GOAL OF THE EXERCISE ▸
The full set of entries, reproduced exactly, is the expected answer.

Saved data entries ▸

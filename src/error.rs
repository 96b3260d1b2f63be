//! Error type shared by [`SplayTree`](crate::SplayTree) and
//! [`AdaptiveHashMap`](crate::AdaptiveHashMap).
//!
//! Every variant is a caller precondition violation. An operation that
//! returns an error has not modified the structure.

/// Error type for tree and map operations.
#[derive(Debug, Clone, Copy, PartialEq, Eq, Hash)]
pub enum Error {
    /// `insert` found the key already present.
    DuplicateKey,
    /// `peek` or `extract` did not find the key.
    NonexistentKey,
    /// `minimum_key` or `maximum_key` was called on an empty tree.
    EmptyTree,
}

impl std::fmt::Display for Error {
    fn fmt(&self, f: &mut std::fmt::Formatter<'_>) -> std::fmt::Result {
        match self {
            Error::DuplicateKey => f.write_str("duplicate key"),
            Error::NonexistentKey => f.write_str("key does not exist"),
            Error::EmptyTree => f.write_str("tree is empty"),
        }
    }
}

impl std::error::Error for Error {}

/// Result type for tree and map operations.
pub type Result<T> = std::result::Result<T, Error>;
//! Feature-gated logging helpers.
//!
//! With the `tracing` feature these forward to the `tracing` crate. Without
//! it they expand to nothing.
//!
//! ```bash
//! # Debug run with splay steps visible
//! RUST_LOG=splay_map=trace cargo test --features tracing
//! ```

/// Trace-level logging. Compiles to no-op without `tracing` feature.
#[cfg(feature = "tracing")]
macro_rules! trace_log {
    ($($arg:tt)*) => {
        tracing::trace!($($arg)*)
    };
}

#[cfg(not(feature = "tracing"))]
macro_rules! trace_log {
    ($($arg:tt)*) => {};
}

/// Debug-level logging. Compiles to no-op without `tracing` feature.
#[cfg(feature = "tracing")]
macro_rules! debug_log {
    ($($arg:tt)*) => {
        tracing::debug!($($arg)*)
    };
}

#[cfg(not(feature = "tracing"))]
macro_rules! debug_log {
    ($($arg:tt)*) => {};
}

pub(crate) use debug_log;
pub(crate) use trace_log;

RESULT ▸
filename src/error.rs
repository 96b3260d1b2f63be
//! Error type shared by [`SplayTree`](crate::SplayTree) and
//! [`AdaptiveHashMap`](crate::AdaptiveHashMap).
//!
//! Every variant is a caller precondition violation. An operation that
//! returns an error has not modified the structure.

/// Error type for tree and map operations.
#[derive(Debug, Clone, Copy, PartialEq, Eq, Hash)]
pub enum Error {
    /// `insert` found the key already present.
    DuplicateKey,
    /// `peek` or `extract` did not find the key.
    NonexistentKey,
    /// `minimum_key` or `maximum_key` was called on an empty tree.
    EmptyTree,
}

impl std::fmt::Display for Error {
    fn fmt(&self, f: &mut std::fmt::Formatter<'_>) -> std::fmt::Result {
        match self {
            Error::DuplicateKey => f.write_str("duplicate key"),
            Error::NonexistentKey => f.write_str("key does not exist"),
            Error::EmptyTree => f.write_str("tree is empty"),
        }
    }
}

impl std::error::Error for Error {}

/// Result type for tree and map operations.
pub type Result<T> = std::result::Result<T, Error>;
//! Feature-gated logging helpers.
//!
//! With the `tracing` feature these forward to the `tracing` crate. Without
//! it they expand to nothing.
//!
//! ```bash
//! # Debug run with splay steps visible
//! RUST_LOG=splay_map=trace cargo test --features tracing
//! ```

/// Trace-level logging. Compiles to no-op without `tracing` feature.
#[cfg(feature = "tracing")]
macro_rules! trace_log {
    ($($arg:tt)*) => {
        tracing::trace!($($arg)*)
    };
}

#[cfg(not(feature = "tracing"))]
macro_rules! trace_log {
    ($($arg:tt)*) => {};
}

/// Debug-level logging. Compiles to no-op without `tracing` feature.
#[cfg(feature = "tracing")]
macro_rules! debug_log {
    ($($arg:tt)*) => {
        tracing::debug!($($arg)*)
    };
}

#[cfg(not(feature = "tracing"))]
macro_rules! debug_log {
    ($($arg:tt)*) => {};
}

pub(crate) use debug_log;
pub(crate) use trace_log;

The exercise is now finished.